● **SUPPLIED INFORMATION**:
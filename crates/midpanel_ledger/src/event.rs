//! Ledger row types: events, payments, orphan audit entries.

use midpanel_core::{Currency, DeviceId, EventId, PaymentId, PlanRef, ResellerId, Scope};
use serde::{Deserialize, Serialize};

/// What kind of financial fact an event records.
#[derive(Debug, Clone, Copy, PartialEq, Eq, Serialize, Deserialize)]
pub enum EventCategory {
    /// A plan sale or renewal charged to the reseller.
    Sale,
    /// A manual balance adjustment entered by an operator.
    Adjustment,
}

/// Lifecycle of a ledger event. Rows never leave the journal; status is
/// the only thing that moves.
#[derive(Debug, Clone, Copy, PartialEq, Eq, Serialize, Deserialize)]
pub enum EventStatus {
    /// Counts at face value.
    Active,
    /// Counts as `amount + correction.amount`.
    Corrected,
    /// Counts as zero.
    Voided,
}

/// Mutable annotation adjusting an event's net effect.
#[derive(Debug, Clone, PartialEq, Eq, Serialize, Deserialize)]
pub struct Correction {
    /// Signed delta applied on top of the original amount, minor units.
    pub amount: i64,
    /// Why the correction was made. Never empty.
    pub note: String,
    /// Who made it.
    pub actor: String,
    /// When it was made, epoch milliseconds.
    pub at: u64,
}

/// Record of a void, kept for audit.
#[derive(Debug, Clone, PartialEq, Eq, Serialize, Deserialize)]
pub struct VoidMark {
    /// Why the event was voided.
    pub note: String,
    /// Who voided it.
    pub actor: String,
    /// When, epoch milliseconds.
    pub at: u64,
}

/// One append-only financial event.
#[derive(Debug, Clone, PartialEq, Eq, Serialize, Deserialize)]
pub struct LedgerEvent {
    /// Journal sequence number.
    pub id: EventId,
    /// The reseller whose balance this affects.
    pub reseller: ResellerId,
    /// Signed amount in minor units. Sales are negative.
    pub amount: i64,
    /// Currency of the amount.
    pub currency: Currency,
    /// Sale or manual adjustment.
    pub category: EventCategory,
    /// Free-text description shown in statements.
    pub description: String,
    /// Plan the sale was for, if any.
    pub plan: Option<PlanRef>,
    /// Device the sale was for, if any.
    pub device: Option<DeviceId>,
    /// Creation time, epoch milliseconds.
    pub at: u64,
    /// Who recorded the event.
    pub actor: String,
    /// Correction overlay, if the event was corrected.
    pub correction: Option<Correction>,
    /// Void mark, if the event was voided.
    pub voided: Option<VoidMark>,
    /// Current status.
    pub status: EventStatus,
}

impl LedgerEvent {
    /// The amount this event contributes to balance arithmetic.
    ///
    /// Voided events contribute exactly zero regardless of any earlier
    /// correction; corrected events contribute the original amount plus
    /// the correction delta.
    #[must_use]
    pub fn net_effect(&self) -> i64 {
        match self.status {
            EventStatus::Voided => 0,
            EventStatus::Active | EventStatus::Corrected => match &self.correction {
                Some(correction) => self.amount + correction.amount,
                None => self.amount,
            },
        }
    }
}

/// Lifecycle of a payment record.
#[derive(Debug, Clone, Copy, PartialEq, Eq, Serialize, Deserialize)]
pub enum PaymentStatus {
    /// Counts toward the reseller's balance.
    Active,
    /// Neutralized; counts as zero.
    Cancelled,
}

/// Record of a payment cancellation, kept for audit.
#[derive(Debug, Clone, PartialEq, Eq, Serialize, Deserialize)]
pub struct Cancellation {
    /// Why the payment was cancelled. Never empty.
    pub reason: String,
    /// Who cancelled it.
    pub actor: String,
    /// When, epoch milliseconds.
    pub at: u64,
}

/// One payment received from a reseller.
#[derive(Debug, Clone, PartialEq, Eq, Serialize, Deserialize)]
pub struct PaymentRecord {
    /// Journal sequence number.
    pub id: PaymentId,
    /// The paying reseller.
    pub reseller: ResellerId,
    /// Positive amount in minor units.
    pub amount: i64,
    /// Currency of the amount.
    pub currency: Currency,
    /// Business date of the payment, epoch milliseconds.
    pub date: u64,
    /// Payment channel (bank, cash, transfer service).
    pub method: String,
    /// External reference such as a bank transaction id.
    pub reference: String,
    /// Who entered the payment.
    pub recorded_by: String,
    /// When it was entered, epoch milliseconds.
    pub recorded_at: u64,
    /// Cancellation record, if the payment was cancelled.
    pub cancellation: Option<Cancellation>,
    /// Current status.
    pub status: PaymentStatus,
}

impl PaymentRecord {
    /// The amount this payment contributes to balance arithmetic.
    #[must_use]
    pub fn net_effect(&self) -> i64 {
        match self.status {
            PaymentStatus::Active => self.amount,
            PaymentStatus::Cancelled => 0,
        }
    }
}

/// Audit entry for a device that disappeared from the upstream list.
///
/// Informational only: the mirror row is gone but every ledger event that
/// referenced the device stays untouched.
#[derive(Debug, Clone, PartialEq, Eq, Serialize, Deserialize)]
pub struct OrphanNote {
    /// When the reconciliation pass noticed the disappearance.
    pub detected_at: u64,
    /// The device that vanished.
    pub device_id: DeviceId,
    /// Its last known handle, if the mirror still had one.
    pub handle: String,
    /// The scope of the pass that detected it.
    pub scope: Scope,
}

#[cfg(test)]
mod tests {
    use super::*;

    fn event(amount: i64) -> LedgerEvent {
        LedgerEvent {
            id: EventId::new(1),
            reseller: ResellerId::new(1),
            amount,
            currency: Currency::parse("EUR").unwrap(),
            category: EventCategory::Sale,
            description: "renewal".to_owned(),
            plan: None,
            device: None,
            at: 1_000,
            actor: "admin".to_owned(),
            correction: None,
            voided: None,
            status: EventStatus::Active,
        }
    }

    #[test]
    fn net_effect_face_value() {
        assert_eq!(event(-100).net_effect(), -100);
    }

    #[test]
    fn net_effect_with_correction() {
        let mut e = event(-100);
        e.correction = Some(Correction {
            amount: 20,
            note: "price fixed".to_owned(),
            actor: "admin".to_owned(),
            at: 2_000,
        });
        e.status = EventStatus::Corrected;
        assert_eq!(e.net_effect(), -80);
    }

    #[test]
    fn net_effect_voided_ignores_correction() {
        let mut e = event(-100);
        e.correction = Some(Correction {
            amount: 20,
            note: "price fixed".to_owned(),
            actor: "admin".to_owned(),
            at: 2_000,
        });
        e.voided = Some(VoidMark {
            note: "duplicate".to_owned(),
            actor: "admin".to_owned(),
            at: 3_000,
        });
        e.status = EventStatus::Voided;
        assert_eq!(e.net_effect(), 0);
    }

    #[test]
    fn cancelled_payment_is_neutral() {
        let mut p = PaymentRecord {
            id: PaymentId::new(1),
            reseller: ResellerId::new(1),
            amount: 500,
            currency: Currency::parse("EUR").unwrap(),
            date: 1_000,
            method: "bank".to_owned(),
            reference: "tx-1".to_owned(),
            recorded_by: "admin".to_owned(),
            recorded_at: 1_000,
            cancellation: None,
            status: PaymentStatus::Active,
        };
        assert_eq!(p.net_effect(), 500);

        p.cancellation = Some(Cancellation {
            reason: "bounced".to_owned(),
            actor: "admin".to_owned(),
            at: 2_000,
        });
        p.status = PaymentStatus::Cancelled;
        assert_eq!(p.net_effect(), 0);
    }
}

● **ASSIGNED TASK**:
All lines from the one that contains "p.status = PaymentStatus::Cancelled;" through the end of the material are to be quoted exactly, with both ends included.

● **WORKED SOLUTION**:
        p.status = PaymentStatus::Cancelled;
        assert_eq!(p.net_effect(), 0);
    }
}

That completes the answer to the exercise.